This is for groups already working on camera waypoint predictors who need a cheap way to add actor awareness during training. The empirical controls are tight enough that a referee can evaluate the claim without guessing at hidden variables. I would send it to review.

Referee Report

2 major / 1 minor

Summary. The manuscript proposes road-user sidecar (RU-sidecar) supervision using simulator-derived labels for actor grounding, relevance to ego trajectory, and short-horizon motion to train a camera-based model for open-loop waypoint prediction. The deployable model uses only RGB, ego state, and route commands at inference. On route-disjoint splits with matched setups and three seeds, RU-sidecar achieves 1.223±0.01 m FDE, a 28.7% improvement over the matched no-teacher control (1.716±0.02 m) and wins on 1417/1494 routes. The paper notes that simulator-state teacher alignment is stronger at 1.186±0.15 m but with higher variability, and that a privileged-to-camera gap remains.

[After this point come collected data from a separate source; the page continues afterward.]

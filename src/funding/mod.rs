//! Funding-cycle normalization: projects the net funding income of a
//! two-legged position over a horizon shared by both venues, even when the
//! venues settle funding on different intervals and phases.
//!
//! Everything here is pure. Invalid input is a caller bug and fails fast with
//! a typed error instead of producing silently wrong numbers.

use thiserror::Error;

use crate::config::{HOURS_PER_YEAR, MAX_CYCLE_HOURS};
use crate::types::{Direction, FundingProjection};

const MS_PER_HOUR: i64 = 3_600_000;

#[derive(Debug, Error, PartialEq)]
pub enum ProjectionError {
    #[error("funding interval must be at least 1 hour, got {0}")]
    InvalidInterval(u32),

    #[error("next funding time must be a positive epoch timestamp, got {0}")]
    InvalidFundingTime(i64),

    #[error("funding rate must be finite, got {0}")]
    NonFiniteRate(f64),
}

/// One leg's funding inputs, extracted from a validated snapshot.
#[derive(Debug, Clone, Copy)]
pub struct FundingLeg {
    /// Signed percent per interval; positive means longs pay shorts.
    pub funding_rate: f64,
    pub funding_interval_hours: u32,
    /// Epoch ms of this leg's next settlement.
    pub next_funding_time: i64,
}

impl FundingLeg {
    fn validate(&self) -> Result<(), ProjectionError> {
        if self.funding_interval_hours < 1 {
            return Err(ProjectionError::InvalidInterval(self.funding_interval_hours));
        }
        if self.next_funding_time <= 0 {
            return Err(ProjectionError::InvalidFundingTime(self.next_funding_time));
        }
        if !self.funding_rate.is_finite() {
            return Err(ProjectionError::NonFiniteRate(self.funding_rate));
        }
        Ok(())
    }
}

fn gcd(a: u32, b: u32) -> u32 {
    if b == 0 { a } else { gcd(b, a % b) }
}

fn lcm(a: u32, b: u32) -> u32 {
    a / gcd(a, b) * b
}

/// Shared evaluation horizon: lcm of the two intervals, capped at 24 h so
/// coprime intervals (5 h vs 7 h would need 35 h) stay economically
/// meaningful and settlement counts stay bounded.
pub fn cycle_duration_hours(interval_a: u32, interval_b: u32) -> u32 {
    lcm(interval_a, interval_b).min(MAX_CYCLE_HOURS)
}

/// Number of settlements a leg accrues within the horizon, stepping from the
/// leg's own next settlement by its own interval. A settlement landing
/// exactly on the horizon end counts.
fn count_settlements(next_funding_time: i64, interval_hours: u32, horizon_end_ms: i64) -> u32 {
    if next_funding_time > horizon_end_ms {
        return 0;
    }
    let interval_ms = interval_hours as i64 * MS_PER_HOUR;
    ((horizon_end_ms - next_funding_time) / interval_ms + 1) as u32
}

/// Project net funding income for one directional assignment.
///
/// Sign rule: a long position pays the venue's funding rate when positive and
/// receives it when negative, so the long leg contributes `-rate` per
/// settlement and the short leg `+rate`. Settlement counts come from each
/// leg's own phase; the two directions share counts but are evaluated
/// independently by the caller, never derived from each other by negation.
pub fn project(
    leg_a: &FundingLeg,
    leg_b: &FundingLeg,
    direction: Direction,
    now_ms: i64,
    notional_usd: f64,
) -> Result<FundingProjection, ProjectionError> {
    leg_a.validate()?;
    leg_b.validate()?;

    let cycle = cycle_duration_hours(leg_a.funding_interval_hours, leg_b.funding_interval_hours);
    let horizon_end_ms = now_ms + cycle as i64 * MS_PER_HOUR;

    let payment_count_a =
        count_settlements(leg_a.next_funding_time, leg_a.funding_interval_hours, horizon_end_ms);
    let payment_count_b =
        count_settlements(leg_b.next_funding_time, leg_b.funding_interval_hours, horizon_end_ms);

    let (flow_a, flow_b) = match direction {
        Direction::LongAShortB => (-leg_a.funding_rate, leg_b.funding_rate),
        Direction::ShortALongB => (leg_a.funding_rate, -leg_b.funding_rate),
    };

    let net_cycle_income_percent =
        payment_count_a as f64 * flow_a + payment_count_b as f64 * flow_b;
    // Rates are percentages: divide by 100 exactly once to scale notional.
    let net_cycle_income_usd = net_cycle_income_percent / 100.0 * notional_usd;
    let annualized_return_percent = net_cycle_income_percent * HOURS_PER_YEAR / cycle as f64;

    Ok(FundingProjection {
        direction,
        cycle_duration_hours: cycle,
        payment_count_a,
        payment_count_b,
        net_cycle_income_percent,
        net_cycle_income_usd,
        annualized_return_percent,
    })
}

#[cfg(test)]
mod tests {
    use super::*;

    const H: i64 = MS_PER_HOUR;

    fn leg(rate: f64, interval: u32, next: i64) -> FundingLeg {
        FundingLeg {
            funding_rate: rate,
            funding_interval_hours: interval,
            next_funding_time: next,
        }
    }

    #[test]
    fn cycle_is_lcm_capped_at_24() {
        assert_eq!(cycle_duration_hours(1, 8), 8);
        assert_eq!(cycle_duration_hours(4, 8), 8);
        assert_eq!(cycle_duration_hours(1, 1), 1);
        // lcm(5,7) = 35 > 24, capped.
        assert_eq!(cycle_duration_hours(5, 7), 24);
        assert_eq!(cycle_duration_hours(2, 8), 8);
    }

    #[test]
    fn three_settlements_in_24h_at_8h_interval() {
        let now = 1_700_000_000_000;
        // First settlement 8h out: 8h, 16h, 24h all land inside the horizon.
        assert_eq!(count_settlements(now + 8 * H, 8, now + 24 * H), 3);
    }

    #[test]
    fn settlement_exactly_at_horizon_end_counts() {
        let now = 1_700_000_000_000;
        assert_eq!(count_settlements(now + 24 * H, 8, now + 24 * H), 1);
        // One millisecond past the horizon does not.
        assert_eq!(count_settlements(now + 24 * H + 1, 8, now + 24 * H), 0);
    }

    #[test]
    fn phase_shifts_settlement_counts() {
        let now = 1_700_000_000_000;
        // Settling 1h out at an 8h interval: 1h, 9h, 17h → 3 in a 24h horizon.
        assert_eq!(count_settlements(now + H, 8, now + 24 * H), 3);
        // Settling 7h out: 7h, 15h, 23h → still 3.
        assert_eq!(count_settlements(now + 7 * H, 8, now + 24 * H), 3);
        // Hourly leg settling on the next full hour: 24 settlements.
        assert_eq!(count_settlements(now + H, 1, now + 24 * H), 24);
    }

    #[test]
    fn worked_example_long_a_short_b() {
        // Venue A +0.01%/8h, venue B +0.04%/8h. Long A pays 0.01, short B
        // receives 0.04: net +0.03 per 8h cycle, annualized 0.03 * 3 * 365.
        let now = 1_700_000_000_000;
        let a = leg(0.01, 8, now + 8 * H);
        let b = leg(0.04, 8, now + 8 * H);

        let long_a = project(&a, &b, Direction::LongAShortB, now, 100.0).unwrap();
        let short_a = project(&a, &b, Direction::ShortALongB, now, 100.0).unwrap();

        assert_eq!(long_a.cycle_duration_hours, 8);
        assert_eq!(long_a.payment_count_a, 1);
        assert_eq!(long_a.payment_count_b, 1);
        assert!((long_a.net_cycle_income_percent - 0.03).abs() < 1e-12);
        assert!((long_a.net_cycle_income_usd - 0.03).abs() < 1e-12);
        assert!((long_a.annualized_return_percent - 0.03 * 3.0 * 365.0).abs() < 1e-9);

        assert!((short_a.net_cycle_income_percent - -0.03).abs() < 1e-12);
        assert!(long_a.net_cycle_income_usd > short_a.net_cycle_income_usd);
    }

    #[test]
    fn mixed_intervals_use_each_legs_own_phase() {
        // Hourly venue against an 8h venue: cycle 8h. The hourly leg settles
        // at the top of each hour (8 payments), the 8h leg once.
        let now = 1_700_000_000_000;
        let hourly = leg(0.005, 1, now + H);
        let eight = leg(0.01, 8, now + 8 * H);

        let p = project(&hourly, &eight, Direction::ShortALongB, now, 100.0).unwrap();
        assert_eq!(p.cycle_duration_hours, 8);
        assert_eq!(p.payment_count_a, 8);
        assert_eq!(p.payment_count_b, 1);
        // Short the hourly leg receives 8 * 0.005, long the 8h leg pays 0.01.
        assert!((p.net_cycle_income_percent - (8.0 * 0.005 - 0.01)).abs() < 1e-12);
    }

    #[test]
    fn directions_are_mirrors_when_counts_match() {
        let now = 1_700_000_000_000;
        let a = leg(-0.02, 4, now + 2 * H);
        let b = leg(0.015, 8, now + 5 * H);

        let fwd = project(&a, &b, Direction::LongAShortB, now, 250.0).unwrap();
        let rev = project(&a, &b, Direction::ShortALongB, now, 250.0).unwrap();

        assert_eq!(fwd.payment_count_a, rev.payment_count_a);
        assert_eq!(fwd.payment_count_b, rev.payment_count_b);
        assert!((fwd.net_cycle_income_percent + rev.net_cycle_income_percent).abs() < 1e-12);
    }

    #[test]
    fn projection_is_idempotent() {
        let now = 1_700_000_000_000;
        let a = leg(0.0125, 8, now + 3 * H);
        let b = leg(-0.007, 1, now + H / 2);

        let first = project(&a, &b, Direction::LongAShortB, now, 100.0).unwrap();
        let second = project(&a, &b, Direction::LongAShortB, now, 100.0).unwrap();
        assert_eq!(first, second);
    }

    #[test]
    fn notional_scales_usd_but_not_percent() {
        let now = 1_700_000_000_000;
        let a = leg(0.01, 8, now + 8 * H);
        let b = leg(0.04, 8, now + 8 * H);

        let small = project(&a, &b, Direction::LongAShortB, now, 100.0).unwrap();
        let large = project(&a, &b, Direction::LongAShortB, now, 10_000.0).unwrap();

        assert!((small.net_cycle_income_percent - large.net_cycle_income_percent).abs() < 1e-12);
        assert!((large.net_cycle_income_usd - small.net_cycle_income_usd * 100.0).abs() < 1e-9);
    }

    #[test]
    fn invalid_inputs_fail_fast() {
        let now = 1_700_000_000_000;
        let good = leg(0.01, 8, now + 8 * H);

        let zero_interval = leg(0.01, 0, now + 8 * H);
        assert_eq!(
            project(&zero_interval, &good, Direction::LongAShortB, now, 100.0),
            Err(ProjectionError::InvalidInterval(0)),
        );

        let no_timestamp = leg(0.01, 8, 0);
        assert_eq!(
            project(&good, &no_timestamp, Direction::LongAShortB, now, 100.0),
            Err(ProjectionError::InvalidFundingTime(0)),
        );

        let nan_rate = leg(f64::NAN, 8, now + 8 * H);
        assert!(matches!(
            project(&nan_rate, &good, Direction::LongAShortB, now, 100.0),
            Err(ProjectionError::NonFiniteRate(_)),
        ));
    }

    #[test]
    fn leg_past_horizon_accrues_nothing() {
        let now = 1_700_000_000_000;
        let a = leg(0.01, 8, now + 8 * H);
        // B's next settlement lands beyond the 8h shared horizon.
        let b = leg(0.04, 8, now + 9 * H);

        let p = project(&a, &b, Direction::LongAShortB, now, 100.0).unwrap();
        assert_eq!(p.payment_count_a, 1);
        assert_eq!(p.payment_count_b, 0);
        assert!((p.net_cycle_income_percent - -0.01).abs() < 1e-12);
    }
}
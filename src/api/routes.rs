use std::sync::Arc;

use axum::{
    extract::{
        ws::{Message, WebSocket},
        Path, Query, State, WebSocketUpgrade,
    },
    response::IntoResponse,
    routing::get,
    Json, Router,
};
use serde::{Deserialize, Serialize};
use tokio::sync::watch;
use tracing::debug;

use crate::api::health::HealthState;
use crate::config::WS_BROADCAST_TOP_N;
use crate::error::AppError;
use crate::feed::{now_ms, VenueFeed};
use crate::scorer::RankingsCache;
use crate::types::{InstrumentSnapshot, Opportunity, Venue};

#[derive(Clone)]
pub struct ApiState {
    pub feeds: Arc<Vec<Arc<dyn VenueFeed>>>,
    pub rankings: Arc<RankingsCache>,
    pub health: Arc<HealthState>,
    pub update_rx: watch::Receiver<u64>,
}

pub fn router(state: ApiState) -> Router {
    Router::new()
        .route("/api/pairs", get(get_pairs))
        .route("/api/opportunities/:pair", get(get_opportunities))
        .route("/api/snapshots/:venue", get(get_snapshots))
        .route("/health", get(get_health))
        .route("/ws", get(ws_upgrade))
        .with_state(state)
}

// ---------------------------------------------------------------------------
// Query param structs
// ---------------------------------------------------------------------------

#[derive(Deserialize)]
pub struct OpportunitiesQuery {
    /// Truncate to the top N records; the scorer itself never truncates.
    pub limit: Option<usize>,
}

// ---------------------------------------------------------------------------
// Response types
// ---------------------------------------------------------------------------

#[derive(Serialize)]
pub struct VenueHealth {
    pub venue: Venue,
    pub connected: bool,
    pub snapshot_count: usize,
}

#[derive(Serialize)]
pub struct HealthResponse {
    pub venues: Vec<VenueHealth>,
    pub scoring_passes: u64,
    pub last_scoring_pass_ms: i64,
}

// ---------------------------------------------------------------------------
// Handlers
// ---------------------------------------------------------------------------

async fn get_pairs(State(state): State<ApiState>) -> Json<Vec<String>> {
    Json(state.rankings.pairs())
}

async fn get_opportunities(
    State(state): State<ApiState>,
    Path(pair): Path<String>,
    Query(params): Query<OpportunitiesQuery>,
) -> Result<Json<Vec<Opportunity>>, AppError> {
    let mut opportunities = state
        .rankings
        .get(&pair)
        .ok_or_else(|| AppError::UnknownPair(pair.clone()))?;
    if let Some(limit) = params.limit {
        opportunities.truncate(limit);
    }
    Ok(Json(opportunities))
}

async fn get_snapshots(
    State(state): State<ApiState>,
    Path(venue): Path<String>,
) -> Result<Json<Vec<InstrumentSnapshot>>, AppError> {
    let venue: Venue = venue.parse()?;
    let feed = state
        .feeds
        .iter()
        .find(|f| f.venue() == venue)
        .ok_or_else(|| AppError::UnknownVenue(venue.to_string()))?;
    Ok(Json(feed.snapshots()))
}

async fn get_health(State(state): State<ApiState>) -> Json<HealthResponse> {
    let venues = state
        .feeds
        .iter()
        .map(|f| VenueHealth {
            venue: f.venue(),
            connected: f.is_connected(),
            snapshot_count: f.snapshots().len(),
        })
        .collect();
    Json(HealthResponse {
        venues,
        scoring_passes: state.health.scoring_passes(),
        last_scoring_pass_ms: state.health.last_scoring_pass_ms(),
    })
}

// ---------------------------------------------------------------------------
// WebSocket fan-out
// ---------------------------------------------------------------------------

async fn ws_upgrade(ws: WebSocketUpgrade, State(state): State<ApiState>) -> impl IntoResponse {
    ws.on_upgrade(|socket| client_loop(socket, state))
}

/// Pushes the current rankings immediately on connect, then again after
/// every scoring pass. The watch channel coalesces passes that complete
/// while a send is in flight.
async fn client_loop(mut socket: WebSocket, mut state: ApiState) {
    debug!("ws client connected");
    if socket
        .send(Message::Text(build_update(&state.rankings)))
        .await
        .is_err()
    {
        return;
    }

    loop {
        tokio::select! {
            changed = state.update_rx.changed() => {
                if changed.is_err() {
                    return;
                }
                if socket
                    .send(Message::Text(build_update(&state.rankings)))
                    .await
                    .is_err()
                {
                    debug!("ws client disconnected");
                    return;
                }
            }
            msg = socket.recv() => {
                match msg {
                    None | Some(Err(_)) => {
                        debug!("ws client disconnected");
                        return;
                    }
                    Some(Ok(_)) => {}
                }
            }
        }
    }
}

fn build_update(rankings: &RankingsCache) -> String {
    let mut data = serde_json::Map::new();
    for pair in rankings.pairs() {
        if let Some(mut opportunities) = rankings.get(&pair) {
            opportunities.truncate(WS_BROADCAST_TOP_N);
            if let Ok(value) = serde_json::to_value(&opportunities) {
                data.insert(pair, value);
            }
        }
    }
    serde_json::json!({
        "type": "ARBITRAGE_UPDATE",
        "data": data,
        "timestamp": now_ms(),
    })
    .to_string()
}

Significance. This work provides empirical evidence that actor-centric supervision from privileged sources can be transferred to improve camera models without changing the inference pipeline. Strengths include the use of route-disjoint splits, multiple random seeds with standard deviations, per-route win counts, and actor-conditioned performance slices. The acknowledgment of the remaining gap between sidecar and full simulator state is honest and useful for the field.

major comments (2)

[Abstract] Abstract: The evaluation is limited to open-loop FDE metrics in simulation; while this matches the stated scope of waypoint prediction, the absence of any closed-loop rollout results or analysis of how the FDE reduction affects downstream metrics such as collision avoidance leaves the practical impact of the 28.7% gain untested.
[Abstract] Abstract: The 32.6% reduction is reported relative to the plain baseline, yet the matched no-teacher non-sidecar control already improves 5.5% over the plain baseline; the manuscript should isolate the incremental contribution of the sidecar labels versus the no-teacher control to substantiate that the actor-centric supervision is the primary driver.

minor comments (1)

The abstract states results with three seeds and reports standard deviations, but does not indicate whether the same seeds were used for all ablations to ensure direct comparability.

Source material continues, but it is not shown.